You can then also generate different implementation of this protocol, for example parsing those permissions from the backend or from an MDM

%{
  import csv

  permissions = []

  source_file = open('Data/permissions.csv', 'rb')
  for line in csv.DictReader(source_file, delimiter = ','):
      permissions.append(line["Name"])
}%
import Foundation

struct AppConfigPermissions: Permissions {
    % for permission in permissions:
    let ${permission}: Permission
    % end

    init(config: [String: Any]) {
        let getPermissionForKey = { (key: String) -> Permission in
            if let value = config[key] as? Bool {
                switch value {
                case true:
                    return .Allow
                case false:
                    return .Deny
                }
            }
            return .Undefined
        }

        % for permission in permissions:
        ${permission} = getPermissionForKey("allow${permission[:1].upper() + permission[1:]}")
        % end
    }
}

generates

import Foundation

struct AppConfigPermissions: Permissions {
    let accessPhotos: Permission
    let accessVideos: Permission
    let accessMicrophone: Permission
    let accessLocation: Permission
    let accessCalendar: Permission
    let fileSharing: Permission
    let openIn: Permission
    let copyPaste: Permission
    let emailConversation: Permission
    let inviteMembers: Permission
    let leaveConversation: Permission
    let attachments: Permission

    init(config: [String: Any]) {
        let getPermissionForKey = { (key: String) -> Permission in
            if let value = config[key] as? Bool {
                switch value {
                case true:
                    return .Allow
                case false:
                    return .Deny
                }
            }
            return .Undefined
        }

        accessPhotos = getPermissionForKey("allowAccessPhotos")
        accessVideos = getPermissionForKey("allowAccessVideos")
        accessMicrophone = getPermissionForKey("allowAccessMicrophone")
        accessLocation = getPermissionForKey("allowAccessLocation")
        accessCalendar = getPermissionForKey("allowAccessCalendar")
        fileSharing = getPermissionForKey("allowFileSharing")
        openIn = getPermissionForKey("allowOpenIn")
        copyPaste = getPermissionForKey("allowCopyPaste")
        emailConversation = getPermissionForKey("allowEmailConversation")
        inviteMembers = getPermissionForKey("allowInviteMembers")
        leaveConversation = getPermissionForKey("allowLeaveConversation")
        attachments = getPermissionForKey("allowAttachments")
    }
}

If you then need to add support for a new permission in the future, you just add it to the CSV file and the Swift code gets regenerated. No need to add the permissions manually to the protocol or to its different implementations.

Generating code

With the GYB templates created you now need to make Xcode generate the Swift source files from those templates. Ideally only when the templates change, not on every build.

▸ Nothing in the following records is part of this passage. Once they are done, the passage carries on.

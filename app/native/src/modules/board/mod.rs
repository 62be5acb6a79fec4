//! The note board.
//!
//! # Architecture
//!
//! ```text
//! note windows ──► bus ──┐
//!                        ▼
//!   HubHandle ──► HubActor ──► BoardStore (reducer) ──► effects
//!                    ▲                                    │
//!                    │         ┌──────────────────────────┤
//!                    │         ▼                          ▼
//!                    └── EffectExecutor (host)     bus / persist debounce
//! ```
//!
//! - [`state`]: the persisted document types
//! - [`store`]: the synchronous reducer and its protocol tables
//! - [`actor`]: the event loop that owns the store
//! - [`executor`]: host calls and timers, results fed back to the actor
//! - [`persistence`]: document encoding with normalization, file storage
//! - [`geometry`], [`path`], [`overlay`]: connector anchoring and drawing

pub mod actor;
pub mod debounce;
pub mod drag;
pub mod effects;
pub mod executor;
pub mod geometry;
pub mod leases;
pub mod overlay;
pub mod path;
pub mod persistence;
pub mod state;
pub mod store;

pub use actor::{ActorError, HubActor, HubHandle, HubMessage, HubOptions, HubQuery, QueryResult};
pub use state::{BoardState, Note, NoteId};
pub use store::BoardStore;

I use a script that relies on a naming convention. The template is always called SomeFile.swift.gyb and it generated SomeFile.swift.

This script

for INFILE in ${!SCRIPT_INPUT_FILE_*};
do
    file=${!INFILE}
    if [ ${file: -4} == ".gyb" ]; then
        echo "Processing template $file"
        "${PROJECT_DIR}/support/gyb" --line-directive '' -o "${file%.gyb}" "$file"
    fi
done

is added as a build phase of the Xcode project

Code generation build phase

The script traverses all the files given as Input files in the Xcode build phase settings. If a file is a GYB template, it gets processed into a Swift code file.

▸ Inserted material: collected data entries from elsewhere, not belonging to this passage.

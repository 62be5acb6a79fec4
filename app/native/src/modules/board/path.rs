//! Connector path construction.
//!
//! Paths are emitted as SVG path data so the board and the overlay can draw
//! them directly.

use std::fmt::Write as _;

use smallvec::SmallVec;

use super::geometry::{AnchorPair, AnchorPoint, Point};
use super::state::ConnectStyle;

/// Fraction of the horizontal gap used to push Bézier control points out.
const CONTROL_OFFSET_RATIO: f64 = 0.5;

/// Build the SVG path for a connector between two anchors.
#[must_use]
pub fn build_path(source: &AnchorPoint, target: &AnchorPoint, style: ConnectStyle) -> String {
    match style {
        ConnectStyle::Smooth => smooth_path(source, target),
        ConnectStyle::Orthogonal => orthogonal_path(source, target),
    }
}

/// Convenience wrapper taking the output of `best_anchor_pair`.
#[must_use]
pub fn build_pair_path(pair: &AnchorPair, style: ConnectStyle) -> String {
    build_path(&pair.source, &pair.target, style)
}

/// Cubic Bézier whose control points leave each anchor along its outward axis.
#[must_use]
pub fn smooth_path(source: &AnchorPoint, target: &AnchorPoint) -> String {
    let start = source.point;
    let end = target.point;
    let offset = (end.x - start.x).abs() * CONTROL_OFFSET_RATIO;

    let c1 = project(start, source, offset);
    let c2 = project(end, target, offset);

    format!(
        "M {} {} C {} {}, {} {}, {} {}",
        num(start.x),
        num(start.y),
        num(c1.x),
        num(c1.y),
        num(c2.x),
        num(c2.y),
        num(end.x),
        num(end.y),
    )
}

/// Right-angle polyline between two anchors.
///
/// Anchors on the same axis meet on a shared midline; mixed axes use a
/// single elbow.
#[must_use]
pub fn orthogonal_path(source: &AnchorPoint, target: &AnchorPoint) -> String {
    let mut out = String::new();
    for (i, p) in orthogonal_points(source, target).iter().enumerate() {
        if i > 0 {
            out.push(' ');
        }
        let command = if i == 0 { 'M' } else { 'L' };
        let _ = write!(out, "{command} {} {}", num(p.x), num(p.y));
    }
    out
}

/// The vertices of the orthogonal polyline, endpoints included.
#[must_use]
pub fn orthogonal_points(source: &AnchorPoint, target: &AnchorPoint) -> SmallVec<[Point; 4]> {
    let start = source.point;
    let end = target.point;
    let mut points: SmallVec<[Point; 4]> = SmallVec::new();
    points.push(start);

    match (source.anchor.is_horizontal(), target.anchor.is_horizontal()) {
        (true, true) => {
            let mid_x = (start.x + end.x) / 2.0;
            points.push(Point::new(mid_x, start.y));
            points.push(Point::new(mid_x, end.y));
        }
        (false, false) => {
            let mid_y = (start.y + end.y) / 2.0;
            points.push(Point::new(start.x, mid_y));
            points.push(Point::new(end.x, mid_y));
        }
        (true, false) => points.push(Point::new(end.x, start.y)),
        (false, true) => points.push(Point::new(start.x, end.y)),
    }

    points.push(end);
    points
}

fn project(point: Point, anchor: &AnchorPoint, offset: f64) -> Point {
    let (dx, dy) = anchor.anchor.outward();
    Point::new(point.x + dx * offset, point.y + dy * offset)
}

/// Shortest round-trip formatting with negative zero folded to zero.
fn num(value: f64) -> String {
    if value == 0.0 { "0".to_string() } else { value.to_string() }
}

#[cfg(test)]
mod tests {
    use super::*;
    use crate::modules::board::geometry::{Anchor, best_anchor_pair};
    use crate::modules::board::state::Rect;

    fn anchor(x: f64, y: f64, anchor: Anchor) -> AnchorPoint {
        AnchorPoint { point: Point::new(x, y), anchor }
    }

    #[test]
    fn test_smooth_path_projects_along_anchor_axis() {
        let path = smooth_path(&anchor(300.0, 100.0, Anchor::Right), &anchor(500.0, 90.0, Anchor::Left));
        assert_eq!(path, "M 300 100 C 400 100, 400 90, 500 90");
    }

    #[test]
    fn test_smooth_path_vertical_anchors() {
        let path = smooth_path(&anchor(100.0, 200.0, Anchor::Bottom), &anchor(140.0, 400.0, Anchor::Top));
        // Offset derives from the horizontal gap only.
        assert_eq!(path, "M 100 200 C 100 220, 140 380, 140 400");
    }

    #[test]
    fn test_orthogonal_same_axis_uses_midline() {
        let path = orthogonal_path(&anchor(300.0, 100.0, Anchor::Right), &anchor(500.0, 90.0, Anchor::Left));
        assert_eq!(path, "M 300 100 L 400 100 L 400 90 L 500 90");
    }

    #[test]
    fn test_orthogonal_vertical_axis_uses_midline() {
        let points =
            orthogonal_points(&anchor(150.0, 200.0, Anchor::Bottom), &anchor(150.0, 500.0, Anchor::Top));
        assert_eq!(points.len(), 4);
        assert_eq!(points[1], Point::new(150.0, 350.0));
    }

    #[test]
    fn test_orthogonal_mixed_axes_single_elbow() {
        let points =
            orthogonal_points(&anchor(300.0, 100.0, Anchor::Right), &anchor(600.0, 400.0, Anchor::Top));
        assert_eq!(points.as_slice(), &[
            Point::new(300.0, 100.0),
            Point::new(600.0, 100.0),
            Point::new(600.0, 400.0)
        ]);

        let points =
            orthogonal_points(&anchor(300.0, 100.0, Anchor::Bottom), &anchor(600.0, 400.0, Anchor::Left));
        assert_eq!(points[1], Point::new(300.0, 400.0));
    }

    #[test]
    fn test_fractional_coordinates_format() {
        let path = orthogonal_path(&anchor(0.5, 0.0, Anchor::Right), &anchor(10.0, -0.0, Anchor::Left));
        assert_eq!(path, "M 0.5 0 L 5.25 0 L 5.25 0 L 10 0");
    }

    #[test]
    fn test_build_path_from_pair() {
        let pair = best_anchor_pair(
            &Rect::new(0.0, 0.0, 300.0, 200.0),
            &Rect::new(500.0, 0.0, 280.0, 180.0),
        );
        assert!(build_pair_path(&pair, ConnectStyle::Smooth).starts_with("M 300 100 C"));
        assert!(build_pair_path(&pair, ConnectStyle::Orthogonal).starts_with("M 300 100 L"));
    }
}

Properly defining Input files and Output files is important because Xcode will run this build phase only when any of them changes or is missing. This is also the reason for including the CSV file in Input files even if it is not a GYB template file.

This build phase needs to be added before the Compile sources build phase so the files are generated before Xcode tries to build the project.

Sample project

As you might have noticed, setting up GYB generation in Xcode is not exactly trivial so I have created a sample project on Github to help you see everything properly set up and working.